Glossary term

Home Ownership and Equity Protection Act (HOEPA)

HOEPA is a federal mortgage law that adds disclosure requirements and restrictions for certain high-cost home loans secured by a consumer's principal dwelling.

Updated

May 21, 2026

Read time

3 min read

What Is the Home Ownership and Equity Protection Act?

The Home Ownership and Equity Protection Act, or HOEPA, is a federal mortgage law that adds disclosure requirements and restrictions for certain high-cost home loans secured by a consumer's principal dwelling. It amended the Truth in Lending Act and is implemented through Regulation Z.

HOEPA was designed to address abusive home-equity and high-cost mortgage practices. The law does not ban expensive credit outright, but it subjects covered high-cost mortgages to special rules because the borrower is putting a home at risk.

Key Takeaways

  • HOEPA applies to certain high-cost mortgages that meet rate, points-and-fees, or prepayment-penalty triggers.
  • Covered loans require special disclosures and consumer protections.
  • Regulation Z contains the operational rules for high-cost mortgage coverage and restrictions.
  • HOEPA is different from the broader higher-priced mortgage loan rules.
  • The law is especially relevant for refinance loans, home equity loans, and other transactions where high costs can strip home equity.

How HOEPA Coverage Works

A loan becomes a high-cost mortgage under HOEPA rules when it meets specified coverage triggers. Regulation Z includes annual percentage rate thresholds, points-and-fees thresholds, and prepayment-penalty tests. The exact thresholds are technical and can change through regulatory adjustments, so the glossary-level point is the framework: coverage depends on the loan's cost relative to defined legal benchmarks.

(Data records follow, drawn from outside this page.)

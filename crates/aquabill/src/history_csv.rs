//! Historical entries from CSV.
//!
//! Expected columns: `month_year`, `consumption`, `cycle_days` and an
//! optional `id`. Rows that fail to parse are skipped with a warning.

use anyhow::{bail, Context, Result};
use aquabill_core::HistoricalEntry;
use rust_decimal::Decimal;
use std::collections::HashMap;
use std::fs;
use std::path::Path;
use std::str::FromStr;
use tracing::warn;

/// Configuration for reading history CSV files.
#[derive(Debug, Clone)]
pub struct HistoryCsvConfig {
    /// Whether the file has a header row. Without one, columns are positional
    /// in the order `month_year, consumption, cycle_days, id`.
    pub has_header: bool,
    /// The field delimiter.
    pub delimiter: char,
}

impl Default for HistoryCsvConfig {
    fn default() -> Self {
        Self {
            has_header: true,
            delimiter: ',',
        }
    }
}

/// Entries read from a history file.
#[derive(Debug, Clone, Default)]
pub struct HistoryImport {
    /// Successfully parsed entries, in file order.
    pub entries: Vec<HistoricalEntry>,
    /// One message per skipped row.
    pub warnings: Vec<String>,
}

/// Read historical entries from a CSV file.
pub fn load_history_file(path: &Path, config: &HistoryCsvConfig) -> Result<HistoryImport> {
    let content = fs::read_to_string(path)
        .with_context(|| format!("failed to read history file {}", path.display()))?;
    load_history_str(&content, config)
}

/// Read historical entries from CSV text.
pub fn load_history_str(content: &str, config: &HistoryCsvConfig) -> Result<HistoryImport> {
    let delimiter = u8::try_from(config.delimiter)
        .ok()
        .filter(u8::is_ascii)
        .with_context(|| {
            format!(
                "delimiter must be a single ASCII character, got '{}'",
                config.delimiter
            )
        })?;

    let mut reader = csv::ReaderBuilder::new()
        .has_headers(config.has_header)
        .delimiter(delimiter)
        .trim(csv::Trim::All)
        .flexible(true)
        .from_reader(content.as_bytes());

    let columns = if config.has_header {
        let headers: HashMap<String, usize> = reader
            .headers()
            .context("failed to read history header")?
            .iter()
            .enumerate()
            .map(|(i, h)| (h.to_ascii_lowercase(), i))
            .collect();
        Columns::from_headers(&headers)?
    } else {
        Columns::POSITIONAL
    };

    let mut import = HistoryImport::default();
    // Data rows start on line 2 when there is a header.
    let first_line = if config.has_header { 2 } else { 1 };

    for (offset, result) in reader.records().enumerate() {
        let row_num = first_line + offset;
        let parsed = result
            .map_err(anyhow::Error::from)
            .and_then(|record| parse_row(&record, &columns, row_num));

        match parsed {
            Ok(Some(entry)) => import.entries.push(entry),
            Ok(None) => {}
            Err(e) => {
                warn!(row = row_num, "skipping history row: {e:#}");
                import.warnings.push(format!("Row {row_num}: {e:#}"));
            }
        }
    }

    Ok(import)
}

#[derive(Debug, Clone, Copy)]
struct Columns {
    month_year: usize,
    consumption: usize,
    cycle_days: usize,
    id: Option<usize>,
}

impl Columns {
    const POSITIONAL: Self = Self {
        month_year: 0,
        consumption: 1,
        cycle_days: 2,
        id: Some(3),
    };

    fn from_headers(headers: &HashMap<String, usize>) -> Result<Self> {
        let required = |name: &str| {
            headers
                .get(name)
                .copied()
                .with_context(|| format!("history header is missing column '{name}'"))
        };
        Ok(Self {
            month_year: required("month_year")?,
            consumption: required("consumption")?,
            cycle_days: required("cycle_days")?,
            id: headers.get("id").copied(),
        })
    }
}

fn parse_row(
    record: &csv::StringRecord,
    columns: &Columns,
    row_num: usize,
) -> Result<Option<HistoricalEntry>> {
    let field = move |index: usize| record.get(index).unwrap_or_default();

    let month_year = field(columns.month_year);
    if month_year.is_empty() {
        return Ok(None); // Skip empty rows
    }

    let consumption = parse_volume(field(columns.consumption))?;
    if consumption.is_sign_negative() {
        bail!("consumption must not be negative, got {consumption}");
    }

    let cycle_days_text = field(columns.cycle_days);
    let cycle_days: u32 = cycle_days_text
        .parse()
        .with_context(|| format!("invalid cycle days '{cycle_days_text}'"))?;
    if cycle_days == 0 {
        bail!("cycle days must be positive");
    }

    let id = columns
        .id
        .map(field)
        .filter(|id| !id.is_empty())
        .map_or_else(|| format!("row-{row_num}"), ToString::to_string);

    let mut entry = HistoricalEntry::new(id, month_year, consumption, cycle_days);
    entry.month_year = entry.period()?.to_string();
    Ok(Some(entry))
}

/// Parse a volume written with either `.` or `,` as decimal separator.
fn parse_volume(text: &str) -> Result<Decimal> {
    Decimal::from_str(text)
        .or_else(|_| Decimal::from_str(&text.replace(',', ".")))
        .with_context(|| format!("invalid consumption '{text}'"))
}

When a loan is covered, the lender must follow additional disclosure and timing rules and avoid certain loan terms or practices. For example, Regulation Z limits balloon payments, negative amortization, and other features in high-cost mortgages, subject to exceptions.

Why the Law Matters

HOEPA matters because high-cost mortgage credit can create asymmetric risk. The lender earns fees and interest, while the borrower may lose home equity or even the home if the loan is unaffordable. The statute tries to make the cost more visible and restrict some practices that can turn home-secured borrowing into equity stripping.

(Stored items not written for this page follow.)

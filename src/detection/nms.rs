//! Non-Maximum Suppression and Averaging.
//!
//! Typical Single-Shot MultiBox Detectors (SSDs) produce duplicate detections for individual
//! objects. Non-Maximum Suppression (NMS) is an algorithm that filters these duplicates out,
//! leaving only a single detection with high confidence for each object.
//!
//! This module implements 2 variants of NMS, selected with [`SuppressionMode`]: The classic
//! Non-Maximum Suppression algorithm that removes any overlapping detections with lower
//! confidence ([`SuppressionMode::Remove`]), and the slightly smarter Non-Maximum Averaging
//! ([`SuppressionMode::Average`]) which instead computes a weighted average of overlapping
//! detections. Since the latter reduces jitter between frames, it is used by default.

use crate::{image::Rect, iter::zip_exact, num::TotalF32};

use super::{Detection, Keypoint};

/// Non-maximum suppression state and configuration.
pub struct NonMaxSuppression {
    iou_thresh: f32,
    cluster: Vec<Detection>,
    kept: Vec<Detection>,
    mode: SuppressionMode,
}

impl NonMaxSuppression {
    /// Default intersection-over-union threshold for considering two detections overlapping.
    pub const DEFAULT_IOU_THRESH: f32 = 0.3;

    /// Creates a suppressor using [`SuppressionMode::Average`] and the default IOU threshold.
    pub fn new() -> Self {
        Self {
            iou_thresh: Self::DEFAULT_IOU_THRESH,
            cluster: Vec::new(),
            kept: Vec::new(),
            mode: SuppressionMode::Average,
        }
    }

    /// Sets the intersection-over-union threshold above which two detections count as
    /// overlapping. Defaults to [`Self::DEFAULT_IOU_THRESH`].
    pub fn set_iou_thresh(&mut self, iou_thresh: f32) {
        self.iou_thresh = iou_thresh;
    }

    /// Sets the suppression mode.
    pub fn set_mode(&mut self, mode: SuppressionMode) {
        self.mode = mode;
    }

    /// Runs suppression over `detections`, draining it.
    ///
    /// The surviving detections are returned as an iterator.
    pub fn process(
        &mut self,
        detections: &mut Vec<Detection>,
    ) -> impl Iterator<Item = Detection> + '_ {
        self.kept.clear();

        // Sort by ascending confidence, process highest confidence first by starting at the back.
        detections.sort_unstable_by_key(|det| TotalF32(det.confidence));

        while let Some(seed) = detections.pop() {
            match self.mode {
                SuppressionMode::Remove => {
                    detections.retain(|other| {
                        let iou = seed.bounding_rect().iou(&other.bounding_rect());
                        iou < self.iou_thresh
                    });
                    self.kept.push(seed);
                }
                SuppressionMode::Average => {
                    self.cluster.clear();
                    self.cluster.push(seed.clone());
                    detections.retain(|other| {
                        let iou = seed.bounding_rect().iou(&other.bounding_rect());
                        if iou >= self.iou_thresh {
                            self.cluster.push(other.clone());
                            false // remove from detection list
                        } else {
                            true
                        }
                    });

                    self.kept.push(weighted_average(&self.cluster));
                }
            }
        }

        self.cluster.clear();
        self.kept.drain(..)
    }
}

impl Default for NonMaxSuppression {
    fn default() -> Self {
        Self::new()
    }
}

/// Computes the confidence-weighted average of a group of overlapping detections.
///
/// The first entry is the seed detection with the highest confidence; its confidence value is
/// carried over to the result unchanged.
fn weighted_average(group: &[Detection]) -> Detection {
    let mut acc = Detection::new(
        group[0].confidence,
        Rect::from_center(0.0, 0.0, 0.0, 0.0),
    );
    let [mut xc, mut yc, mut w, mut h, mut angle] = [0.0f32; 5];
    let mut divisor = 0.0;

    for det in group {
        if acc.keypoints().is_empty() && !det.keypoints().is_empty() {
            acc.keypoints_mut()
                .resize(det.keypoints().len(), Keypoint::new(0.0, 0.0));
        }
        assert_eq!(
            acc.keypoints().len(),
            det.keypoints().len(),
            "keypoint count must be constant"
        );

        let factor = det.confidence;
        divisor += factor;
        for (acc, kp) in zip_exact(acc.keypoints_mut().iter_mut(), det.keypoints()) {
            acc.x += kp.x * factor;
            acc.y += kp.y * factor;
        }
        let rect = det.bounding_rect();
        xc += rect.x_center() * factor;
        yc += rect.y_center() * factor;
        w += rect.width() * factor;
        h += rect.height() * factor;
        angle += det.angle * factor;
    }

    for kp in acc.keypoints_mut() {
        kp.x /= divisor;
        kp.y /= divisor;
    }
    acc.set_bounding_rect(Rect::from_center(
        xc / divisor,
        yc / divisor,
        w / divisor,
        h / divisor,
    ));
    acc.set_angle(angle / divisor);
    acc
}

/// What [`NonMaxSuppression`] does with a group of overlapping detections.
#[derive(Debug, Clone, Copy, PartialEq, Eq)]
#[non_exhaustive]
pub enum SuppressionMode {
    /// Keep only the highest-confidence detection of the group.
    Remove,

    /// Merge the group into its confidence-weighted average.
    Average,
}

#[cfg(test)]
mod tests {
    use super::*;

    #[test]
    fn nms_suppresses_non_maximum() {
        let mut nms = NonMaxSuppression::new();
        nms.set_mode(SuppressionMode::Remove);

        let rect = Rect::from_center(0.0, 0.0, 1.0, 1.0);
        let a = Detection::new(0.6, rect);
        let b = Detection::new(0.55, rect.scale(1.5));
        let detections = nms.process(&mut vec![a, b]).collect::<Vec<_>>();
        assert_eq!(detections.len(), 1);

        let d = &detections[0];
        let rect = d.bounding_rect();
        assert_eq!(d.confidence(), 0.6);
        assert_eq!(rect.x_center(), 0.0);
        assert_eq!(rect.y_center(), 0.0);
        assert_eq!(rect.width(), 1.0);
        assert_eq!(rect.height(), 1.0);
    }

    #[test]
    fn nms_ignores_nonoverlapping() {
        let mut nms = NonMaxSuppression::new();
        nms.set_mode(SuppressionMode::Remove);

        let a = Detection::new(1.0, Rect::from_center(0.0, 0.0, 1.0, 1.0));
        let b = Detection::new(1.0, Rect::from_center(5.0, 0.0, 1.0, 1.0));

        let detections = nms.process(&mut vec![a, b]).collect::<Vec<_>>();
        assert_eq!(detections.len(), 2);
    }

    #[test]
    fn nma_averages_detections() {
        let mut nms = NonMaxSuppression::new();
        nms.set_mode(SuppressionMode::Average);
        nms.set_iou_thresh(0.0);

        let rect = Rect::from_center(-1.0, 3.0, 1.0, 1.0);
        let a = Detection::new(1.0, rect);
        let b = Detection::new(0.5, rect.scale(4.0));
        let detections = nms.process(&mut vec![a, b]).collect::<Vec<_>>();
        assert_eq!(detections.len(), 1);

        let d = &detections[0];
        let rect = d.bounding_rect();
        assert_eq!(d.confidence(), 1.0);
        assert_eq!(rect.x_center(), -1.0);
        assert_eq!(rect.y_center(), 3.0);
        assert_eq!(rect.width(), 2.0);
        assert_eq!(rect.height(), 2.0);
    }
}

For borrowers, a HOEPA designation is a warning sign to slow down and read the terms carefully. It does not automatically mean the loan is illegal, but it does mean the loan is expensive enough to trigger enhanced federal protections.

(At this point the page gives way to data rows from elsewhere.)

//! Human body detection.

use once_cell::sync::Lazy;

use crate::image::{Rect, Resolution};
use crate::nn::Outputs;
use crate::num::sigmoid;
use crate::{
    detection::{
        ssd::{Anchor, AnchorParams, Anchors, LayerInfo},
        Detection, Detections, Network,
    },
    nn::{Cnn, CnnInputShape, ColorMapper},
};

/// Body pose detection network.
///
/// Use with [`Detector`](crate::detection::Detector).
///
/// This network detects human bodies and computes the keypoints documented in [`Keypoint`].
pub struct PoseNetwork {
    cnn: Cnn,
}

impl PoseNetwork {
    /// Loads the person detection model.
    ///
    /// Returns an error if the model file is missing or malformed.
    pub fn load() -> anyhow::Result<Self> {
        let cnn = Cnn::new(
            super::load_model("pose_detection.onnx")?.load()?,
            CnnInputShape::NCHW,
            ColorMapper::linear(-1.0..=1.0),
        )?;
        Ok(Self { cnn })
    }
}

impl Network for PoseNetwork {
    fn cnn(&self) -> &Cnn {
        &self.cnn
    }

    fn extract(&self, outputs: &Outputs, threshold: f32, detections: &mut Detections) {
        static ANCHORS: Lazy<Anchors> = Lazy::new(|| {
            Anchors::calculate(&AnchorParams {
                layers: &[
                    LayerInfo::new(2, 28, 28),
                    LayerInfo::new(2, 14, 14),
                    LayerInfo::new(6, 7, 7),
                ],
            })
        });

        extract_outputs(
            self.cnn.input_resolution(),
            &ANCHORS,
            outputs,
            threshold,
            detections,
        );
    }
}

fn extract_outputs(
    input_res: Resolution,
    anchors: &Anchors,
    outputs: &Outputs,
    thresh: f32,
    detections: &mut Detections,
) {
    let num_anchors = anchors.anchor_count();
    let boxes = &outputs[0];
    let confidences = &outputs[1];

    assert_eq!(confidences.shape(), &[1, num_anchors, 1]);
    assert_eq!(boxes.shape(), &[1, num_anchors, 12]);

    for (index, view) in confidences.index([0]).iter().enumerate() {
        let conf = sigmoid(view.as_slice()[0]);
        if conf < thresh {
            continue;
        }

        let tensor_view = boxes.index([0, index]);
        let box_params = tensor_view.as_slice();
        detections.push(extract_detection(&anchors[index], input_res, box_params, conf));
    }
}

fn extract_detection(
    anchor: &Anchor,
    input_res: Resolution,
    box_params: &[f32],
    confidence: f32,
) -> Detection {
    assert_eq!(box_params.len(), 12);

    let input_w = input_res.width() as f32;
    let input_h = input_res.height() as f32;

    let xc = box_params[0] + anchor.x_center() * input_w;
    let yc = box_params[1] + anchor.y_center() * input_h;
    let w = box_params[2];
    let h = box_params[3];
    let kp = |x, y| {
        crate::detection::Keypoint::new(
            x + anchor.x_center() * input_w,
            y + anchor.y_center() * input_h,
        )
    };

    Detection::with_keypoints(
        confidence,
        Rect::from_center(xc, yc, w, h),
        vec![
            kp(box_params[4], box_params[5]),
            kp(box_params[6], box_params[7]),
            kp(box_params[8], box_params[9]),
            kp(box_params[10], box_params[11]),
        ],
    )
}

/// Keypoints estimated by the detection network.
///
/// The hip center keypoint is the most stable one and is used to seed the landmark tracker's
/// region of interest.
#[derive(Clone, Copy, PartialEq, Eq)]
#[non_exhaustive]
pub enum Keypoint {
    Hips = 0,
}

HOEPA Versus Other Mortgage Labels

HOEPA high-cost mortgage is not the same as a high-balance loan, jumbo loan, higher-priced mortgage loan, or non-qualified mortgage. Those labels measure different things. A loan can be expensive in one sense without triggering HOEPA, and a HOEPA-covered loan carries its own specific legal consequences.

This distinction matters in mortgage shopping. Borrowers should ask which rule or label is being discussed, what threshold was triggered, and how the designation affects disclosures, fees, prepayment terms, and available loan options.

Consumer Review Context

Before entering a high-cost mortgage, borrowers should compare alternatives, review the Loan Estimate and closing disclosures, ask whether housing counseling is required, and understand how fees affect equity. The danger is not only the interest rate; upfront fees, penalties, and payment structure can determine whether a borrower keeps or loses home equity.

What Borrowers Should Ask

If a lender says a loan is HOEPA-covered or near the high-cost threshold, borrowers should ask which trigger is involved: APR, points and fees, or prepayment penalty. That answer helps identify whether the problem is the interest rate, upfront charges, penalty structure, or a combination of costs.

That question also gives the borrower a clearer basis for comparison shopping.

It also helps separate true high-cost mortgage protections from ordinary pricing complaints.

The Bottom Line

HOEPA is a federal high-cost mortgage protection law. It gives borrowers added disclosures and restrictions when a home-secured loan crosses legal cost triggers, but borrowers still need to compare terms and understand the cost of putting home equity at risk.